However, there has been a persistent reluctance to examine the implications of this ‘obverse side’ of globalization.2 The evolution of the strategic threat environment it has catalysed has challenged many of the state-centric normative assumptions underpinning security policymaking and scholarship. First, it has eroded the fundamental distinction between national and international security and highlighted the inherent interconnectedness of the contemporary international order. Second, it has rendered cooperation between security actors not only desirable, but essential. Third, as the demands of providing security increase, it has prompted a re-evaluation of the appropriate balance of responsibility between the public and private sector in this ‘age of choice’.3
These emerging – and accelerating – trends have exposed the increasingly outmoded nature of the key institutions which underpin today’s order, the majority of which reflect the post-war or Cold War balance of power, and the state-based nature of the principal threats to national security. This reality poses fundamental questions about the role of diplomacy in providing stability. Specifically, it remains unclear the extent to which diplomats have adapted to this new environment, and the role they can – and must – play in fostering a greater degree of security cooperation between nations.

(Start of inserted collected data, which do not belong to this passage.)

//! # Daily High and Low Tides
//!
//! Finds the two highest and two lowest samples of the day. A semidiurnal tide
//! has two highs and two lows roughly 12 hours 25 minutes apart, and the curve
//! is smooth, so any two samples within a few hours of each other near the top
//! belong to the same peak. The second extremum of each kind is therefore
//! required to lie more than `min_separation` (6 hours by default) from the
//! first.
//!
//! ## Algorithm
//! Two linear passes, order-sensitive:
//! 1. Highest and lowest sample overall, strict `>` / `<` against running
//!    sentinels, so the earliest sample wins a tie.
//! 2. Highest sample with `|t - t_high1| > min_separation`, and likewise for
//!    the lowest.
//!
//! Separation is measured between absolute instants from
//! [`parse_instant`](crate::timestamps::parse_instant). Samples whose timestamp
//! cannot be parsed, and samples with a `NaN` height, are never selected.
//!
//! ## Sentinels
//! A slot nothing qualified for keeps a sentinel sample with height `-∞`
//! (highs) or `+∞` (lows) and an empty timestamp. Use
//! [`ExtremaPair::primary`] / [`ExtremaPair::secondary`], which hide
//! sentinels, rather than reading the fields directly for display.

use crate::timestamps::parse_all;
use crate::TideSample;
use chrono::{DateTime, Duration, Utc};
use chrono_tz::Tz;

pub const DEFAULT_MIN_SEPARATION_HOURS: i64 = 6;

fn sentinel(height: f64) -> TideSample {
    TideSample::new(String::new(), height)
}

fn is_sentinel(sample: &TideSample) -> bool {
    sample.height.is_infinite()
}

/// First and second extremum of one kind.
#[derive(Clone, Debug, PartialEq)]
pub struct ExtremaPair {
    pub primary: TideSample,
    pub secondary: TideSample,
}

impl ExtremaPair {
    fn seeking_high() -> Self {
        Self {
            primary: sentinel(f64::NEG_INFINITY),
            secondary: sentinel(f64::NEG_INFINITY),
        }
    }

    fn seeking_low() -> Self {
        Self {
            primary: sentinel(f64::INFINITY),
            secondary: sentinel(f64::INFINITY),
        }
    }

    pub fn primary(&self) -> Option<&TideSample> {
        Some(&self.primary).filter(|s| !is_sentinel(s))
    }

    pub fn secondary(&self) -> Option<&TideSample> {
        Some(&self.secondary).filter(|s| !is_sentinel(s))
    }

    /// Real samples found, primary first.
    pub fn found(&self) -> impl Iterator<Item = &TideSample> {
        self.primary().into_iter().chain(self.secondary())
    }
}

/// The day's two highs and two lows.
#[derive(Clone, Debug, PartialEq)]
pub struct DailyExtremes {
    pub highs: ExtremaPair,
    pub lows: ExtremaPair,
}

impl Default for DailyExtremes {
    fn default() -> Self {
        Self {
            highs: ExtremaPair::seeking_high(),
            lows: ExtremaPair::seeking_low(),
        }
    }
}

impl DailyExtremes {
    /// True when neither a primary high nor a primary low was found
    /// (empty or unusable series).
    pub fn is_empty(&self) -> bool {
        self.highs.primary().is_none() && self.lows.primary().is_none()
    }
}

fn within(a: DateTime<Utc>, b: DateTime<Utc>, window: Duration) -> bool {
    (a - b).num_milliseconds().abs() <= window.num_milliseconds()
}

/// Find the day's highs and lows, each pair separated by more than `min_separation`.
pub fn find_daily_extremes(
    series: &[TideSample],
    min_separation: Duration,
    tz: Tz,
) -> DailyExtremes {
    let instants = parse_all(series.iter().map(|s| s.timestamp.as_str()), tz);
    let candidates: Vec<(&TideSample, DateTime<Utc>)> = series
        .iter()
        .zip(instants)
        .filter_map(|(sample, at)| at.map(|at| (sample, at)))
        .collect();

    let mut extremes = DailyExtremes::default();
    let mut high_at = None;
    let mut low_at = None;

    for &(sample, at) in &candidates {
        if sample.height > extremes.highs.primary.height {
            extremes.highs.primary = sample.clone();
            high_at = Some(at);
        }
        if sample.height < extremes.lows.primary.height {
            extremes.lows.primary = sample.clone();
            low_at = Some(at);
        }
    }

    for &(sample, at) in &candidates {
        if let Some(high_at) = high_at {
            if !within(at, high_at, min_separation)
                && sample.height > extremes.highs.secondary.height
            {
                extremes.highs.secondary = sample.clone();
            }
        }
        if let Some(low_at) = low_at {
            if !within(at, low_at, min_separation)
                && sample.height < extremes.lows.secondary.height
            {
                extremes.lows.secondary = sample.clone();
            }
        }
    }

    tracing::debug!(
        samples = series.len(),
        usable = candidates.len(),
        highs = extremes.highs.found().count(),
        lows = extremes.lows.found().count(),
        "daily extremes computed"
    );
    extremes
}

#[cfg(test)]
mod tests {
    use super::*;
    use chrono_tz::America::New_York;
    use std::f64::consts::TAU;

    fn six_hours() -> Duration {
        Duration::hours(DEFAULT_MIN_SEPARATION_HOURS)
    }

    fn hourly(heights: &[f64]) -> Vec<TideSample> {
        heights
            .iter()
            .enumerate()
            .map(|(hour, &h)| TideSample::new(format!("2025-07-24 {hour:02}:00"), h))
            .collect()
    }

    fn times<'a>(pair: &'a ExtremaPair) -> Vec<&'a str> {
        let mut times: Vec<&str> = pair.found().map(|s| s.timestamp.as_str()).collect();
        times.sort();
        times
    }

    #[test]
    fn finds_both_semidiurnal_highs_and_lows() {
        // Peaks at 06:00 and 18:00, troughs at 00:00 and 12:00
        let heights: Vec<f64> = (0..24)
            .map(|h| 5.0 - 4.0 * (TAU * h as f64 / 12.0).cos())
            .collect();
        let extremes = find_daily_extremes(&hourly(&heights), six_hours(), New_York);

        assert_eq!(times(&extremes.highs), vec!["2025-07-24 06:00", "2025-07-24 18:00"]);
        assert_eq!(times(&extremes.lows), vec!["2025-07-24 00:00", "2025-07-24 12:00"]);
    }

    #[test]
    fn second_extremum_may_come_from_far_side() {
        let series = vec![
            TideSample::new("2025-07-24 00:00", 1.0),
            TideSample::new("2025-07-24 01:00", 5.0),
            TideSample::new("2025-07-24 02:00", 1.0),
            TideSample::new("2025-07-24 07:00", 9.0),
        ];
        let extremes = find_daily_extremes(&series, six_hours(), New_York);

        assert_eq!(extremes.highs.primary().unwrap().height, 9.0);
        // 01:00 and 02:00 are within 6h of 07:00; only 00:00 qualifies
        assert_eq!(extremes.highs.secondary().unwrap().timestamp, "2025-07-24 00:00");

        // Earliest wins the tie for the lowest
        assert_eq!(extremes.lows.primary().unwrap().timestamp, "2025-07-24 00:00");
        assert_eq!(extremes.lows.secondary().unwrap().timestamp, "2025-07-24 07:00");
    }

    #[test]
    fn exactly_min_separation_is_excluded() {
        let series = hourly(&[9.0, 1.0, 1.0, 1.0, 1.0, 1.0, 8.0]);
        let extremes = find_daily_extremes(&series, six_hours(), New_York);
        assert!(extremes.highs.secondary().is_none());
    }

    #[test]
    fn empty_series_keeps_all_sentinels() {
        let extremes = find_daily_extremes(&[], six_hours(), New_York);
        assert!(extremes.is_empty());
        assert_eq!(extremes.highs.primary.height, f64::NEG_INFINITY);
        assert_eq!(extremes.highs.secondary.height, f64::NEG_INFINITY);
        assert_eq!(extremes.lows.primary.height, f64::INFINITY);
        assert_eq!(extremes.lows.secondary.height, f64::INFINITY);
        assert_eq!(extremes.highs.found().count(), 0);
    }

    #[test]
    fn one_usable_sample_is_not_empty() {
        let series = vec![
            TideSample::new("2025-07-24 00:00", f64::NAN),
            TideSample::new("2025-07-24 01:00", 2.5),
        ];
        let extremes = find_daily_extremes(&series, six_hours(), New_York);
        assert!(!extremes.is_empty());
        assert!(find_daily_extremes(&series[..1], six_hours(), New_York).is_empty());
    }

    #[test]
    fn flat_series_does_not_reuse_primary() {
        let series = hourly(&[3.0; 6]);
        let extremes = find_daily_extremes(&series, six_hours(), New_York);

        assert_eq!(extremes.highs.primary().unwrap().timestamp, "2025-07-24 00:00");
        assert!(extremes.highs.secondary().is_none());
        assert!(extremes.lows.secondary().is_none());
    }

    // A flat day keeps the secondary slot empty only while every sample lies
    // within the separation window of the primary. Over a full day, 07:00 is
    // the first sample more than 6h from 00:00 and beats the -inf sentinel
    // under the strict comparison, so it becomes the secondary high. What the
    // separation rule forbids is reusing the primary sample itself.
    #[test]
    fn flat_full_day_picks_distinct_samples() {
        let series = hourly(&[3.0; 24]);
        let extremes = find_daily_extremes(&series, six_hours(), New_York);
        assert_ne!(extremes.highs.primary, extremes.highs.secondary);
        assert_eq!(extremes.highs.secondary().unwrap().timestamp, "2025-07-24 07:00");
    }

    #[test]
    fn nan_heights_are_never_selected() {
        let series = hourly(&[f64::NAN, 2.0, f64::NAN, 4.0]);
        let extremes = find_daily_extremes(&series, six_hours(), New_York);
        assert_eq!(extremes.highs.primary().unwrap().height, 4.0);
        assert_eq!(extremes.lows.primary().unwrap().height, 2.0);
    }

    #[test]
    fn unparseable_timestamps_are_skipped() {
        let series = vec![
            TideSample::new("noon-ish", 99.0),
            TideSample::new("2025-07-24 03:00", 4.0),
        ];
        let extremes = find_daily_extremes(&series, six_hours(), New_York);
        assert_eq!(extremes.highs.primary().unwrap().height, 4.0);
    }

    #[test]
    fn separation_uses_instants_across_midnight() {
        // 22:00 and 02:00 next day are 4 hours apart, not 20
        let series = vec![
            TideSample::new("2025-07-24 22:00", 9.0),
            TideSample::new("2025-07-25 02:00", 8.5),
            TideSample::new("2025-07-25 10:00", 8.0),
        ];
        let extremes = find_daily_extremes(&series, six_hours(), New_York);
        assert_eq!(extremes.highs.secondary().unwrap().timestamp, "2025-07-25 10:00");
    }
}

This chapter examines this new imperative for security cooperation. First, it examines the foundations of contemporary security cooperation, and describes the cooperation orthodoxy that has historically been a key feature in mounting or deterring aggression within the international order. Second, it analyses how globalization has transformed that orthodoxy, as the interconnected nature of today’s order ensures that responsibility for security is increasingly an international, rather than national, concern. Third, it assesses the implications of this globalization of insecurity upon the international order, specifically its impact upon the relevance of established notions of ‘hard’ power, as well as the state’s monopoly on the provision of national security. Finally, it explores how this shifting dynamic has created a new imperative for effective – and agile – security cooperation between nation states, as well as between public and private actors.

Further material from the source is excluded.